Your goal: Quote every line below exactly as it reads.

Segment Start: Material provided

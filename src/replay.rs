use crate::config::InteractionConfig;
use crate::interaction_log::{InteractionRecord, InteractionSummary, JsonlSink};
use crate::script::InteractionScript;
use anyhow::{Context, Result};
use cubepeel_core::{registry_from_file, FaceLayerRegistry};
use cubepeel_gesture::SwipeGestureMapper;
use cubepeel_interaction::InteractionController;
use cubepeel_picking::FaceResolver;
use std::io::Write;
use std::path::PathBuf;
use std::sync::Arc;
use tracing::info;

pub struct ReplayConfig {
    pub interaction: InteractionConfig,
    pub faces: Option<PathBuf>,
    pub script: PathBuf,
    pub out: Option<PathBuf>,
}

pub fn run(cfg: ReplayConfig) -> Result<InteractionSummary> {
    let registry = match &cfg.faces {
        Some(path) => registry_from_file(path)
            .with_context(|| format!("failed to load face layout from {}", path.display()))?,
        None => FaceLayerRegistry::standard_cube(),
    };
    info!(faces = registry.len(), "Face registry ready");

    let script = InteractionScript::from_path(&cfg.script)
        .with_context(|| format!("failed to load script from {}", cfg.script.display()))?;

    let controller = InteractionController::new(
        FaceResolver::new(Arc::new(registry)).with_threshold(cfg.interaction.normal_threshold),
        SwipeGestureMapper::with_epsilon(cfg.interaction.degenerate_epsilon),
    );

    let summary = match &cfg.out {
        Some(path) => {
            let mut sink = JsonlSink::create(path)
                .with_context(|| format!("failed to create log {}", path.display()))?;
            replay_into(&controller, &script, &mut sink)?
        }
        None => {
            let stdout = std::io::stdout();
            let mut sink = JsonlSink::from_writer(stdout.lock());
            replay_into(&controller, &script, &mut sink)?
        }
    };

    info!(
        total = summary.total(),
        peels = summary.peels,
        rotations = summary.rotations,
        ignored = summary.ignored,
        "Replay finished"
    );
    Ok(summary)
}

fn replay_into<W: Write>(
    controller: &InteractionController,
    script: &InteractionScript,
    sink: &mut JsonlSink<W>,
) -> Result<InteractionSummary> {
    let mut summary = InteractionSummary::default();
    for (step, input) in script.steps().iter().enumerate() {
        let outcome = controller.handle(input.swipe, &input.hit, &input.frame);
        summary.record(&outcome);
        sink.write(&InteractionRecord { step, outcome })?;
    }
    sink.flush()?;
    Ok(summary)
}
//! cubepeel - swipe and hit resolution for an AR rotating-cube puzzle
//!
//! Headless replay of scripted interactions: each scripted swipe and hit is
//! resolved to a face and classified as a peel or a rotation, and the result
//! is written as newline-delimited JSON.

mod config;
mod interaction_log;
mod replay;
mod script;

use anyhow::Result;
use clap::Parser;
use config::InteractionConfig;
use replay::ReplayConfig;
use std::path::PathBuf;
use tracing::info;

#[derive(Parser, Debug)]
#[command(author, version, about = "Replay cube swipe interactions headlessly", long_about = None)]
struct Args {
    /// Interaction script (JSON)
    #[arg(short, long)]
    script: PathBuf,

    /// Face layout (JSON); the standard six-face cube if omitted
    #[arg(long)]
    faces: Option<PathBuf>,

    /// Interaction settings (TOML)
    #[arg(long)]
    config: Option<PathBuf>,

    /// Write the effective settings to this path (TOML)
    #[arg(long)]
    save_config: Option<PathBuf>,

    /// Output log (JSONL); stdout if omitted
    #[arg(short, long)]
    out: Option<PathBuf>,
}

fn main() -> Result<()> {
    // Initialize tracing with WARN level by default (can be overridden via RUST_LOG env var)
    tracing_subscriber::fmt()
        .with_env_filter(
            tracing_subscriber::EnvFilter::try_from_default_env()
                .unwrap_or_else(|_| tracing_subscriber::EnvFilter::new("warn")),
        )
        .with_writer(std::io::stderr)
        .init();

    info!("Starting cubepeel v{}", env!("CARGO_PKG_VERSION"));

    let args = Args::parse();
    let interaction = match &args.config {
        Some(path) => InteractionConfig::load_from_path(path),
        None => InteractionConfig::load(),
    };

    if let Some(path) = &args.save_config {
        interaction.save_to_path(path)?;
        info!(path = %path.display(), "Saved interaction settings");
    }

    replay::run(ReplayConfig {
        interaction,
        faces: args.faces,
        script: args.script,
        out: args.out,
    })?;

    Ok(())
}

Segment End: Material provided

Answer box:
filename src/replay.rs
use crate::config::InteractionConfig;
use crate::interaction_log::{InteractionRecord, InteractionSummary, JsonlSink};
use crate::script::InteractionScript;
use anyhow::{Context, Result};
use cubepeel_core::{registry_from_file, FaceLayerRegistry};
use cubepeel_gesture::SwipeGestureMapper;
use cubepeel_interaction::InteractionController;
use cubepeel_picking::FaceResolver;
use std::io::Write;
use std::path::PathBuf;
use std::sync::Arc;
use tracing::info;

pub struct ReplayConfig {
    pub interaction: InteractionConfig,
    pub faces: Option<PathBuf>,
    pub script: PathBuf,
    pub out: Option<PathBuf>,
}

pub fn run(cfg: ReplayConfig) -> Result<InteractionSummary> {
    let registry = match &cfg.faces {
        Some(path) => registry_from_file(path)
            .with_context(|| format!("failed to load face layout from {}", path.display()))?,
        None => FaceLayerRegistry::standard_cube(),
    };
    info!(faces = registry.len(), "Face registry ready");

    let script = InteractionScript::from_path(&cfg.script)
        .with_context(|| format!("failed to load script from {}", cfg.script.display()))?;

    let controller = InteractionController::new(
        FaceResolver::new(Arc::new(registry)).with_threshold(cfg.interaction.normal_threshold),
        SwipeGestureMapper::with_epsilon(cfg.interaction.degenerate_epsilon),
    );

    let summary = match &cfg.out {
        Some(path) => {
            let mut sink = JsonlSink::create(path)
                .with_context(|| format!("failed to create log {}", path.display()))?;
            replay_into(&controller, &script, &mut sink)?
        }
        None => {
            let stdout = std::io::stdout();
            let mut sink = JsonlSink::from_writer(stdout.lock());
            replay_into(&controller, &script, &mut sink)?
        }
    };

    info!(
        total = summary.total(),
        peels = summary.peels,
        rotations = summary.rotations,
        ignored = summary.ignored,
        "Replay finished"
    );
    Ok(summary)
}

fn replay_into<W: Write>(
    controller: &InteractionController,
    script: &InteractionScript,
    sink: &mut JsonlSink<W>,
) -> Result<InteractionSummary> {
    let mut summary = InteractionSummary::default();
    for (step, input) in script.steps().iter().enumerate() {
        let outcome = controller.handle(input.swipe, &input.hit, &input.frame);
        summary.record(&outcome);
        sink.write(&InteractionRecord { step, outcome })?;
    }
    sink.flush()?;
    Ok(summary)
}
//! cubepeel - swipe and hit resolution for an AR rotating-cube puzzle
//!
//! Headless replay of scripted interactions: each scripted swipe and hit is
//! resolved to a face and classified as a peel or a rotation, and the result
//! is written as newline-delimited JSON.

mod config;
mod interaction_log;
mod replay;
mod script;

use anyhow::Result;
use clap::Parser;
use config::InteractionConfig;
use replay::ReplayConfig;
use std::path::PathBuf;
use tracing::info;

#[derive(Parser, Debug)]
#[command(author, version, about = "Replay cube swipe interactions headlessly", long_about = None)]
struct Args {
    /// Interaction script (JSON)
    #[arg(short, long)]
    script: PathBuf,

    /// Face layout (JSON); the standard six-face cube if omitted
    #[arg(long)]
    faces: Option<PathBuf>,

    /// Interaction settings (TOML)
    #[arg(long)]
    config: Option<PathBuf>,

    /// Write the effective settings to this path (TOML)
    #[arg(long)]
    save_config: Option<PathBuf>,

    /// Output log (JSONL); stdout if omitted
    #[arg(short, long)]
    out: Option<PathBuf>,
}

fn main() -> Result<()> {
    // Initialize tracing with WARN level by default (can be overridden via RUST_LOG env var)
    tracing_subscriber::fmt()
        .with_env_filter(
            tracing_subscriber::EnvFilter::try_from_default_env()
                .unwrap_or_else(|_| tracing_subscriber::EnvFilter::new("warn")),
        )
        .with_writer(std::io::stderr)
        .init();

    info!("Starting cubepeel v{}", env!("CARGO_PKG_VERSION"));

    let args = Args::parse();
    let interaction = match &args.config {
        Some(path) => InteractionConfig::load_from_path(path),
        None => InteractionConfig::load(),
    };

    if let Some(path) = &args.save_config {
        interaction.save_to_path(path)?;
        info!(path = %path.display(), "Saved interaction settings");
    }

    replay::run(ReplayConfig {
        interaction,
        faces: args.faces,
        script: args.script,
        out: args.out,
    })?;

    Ok(())
}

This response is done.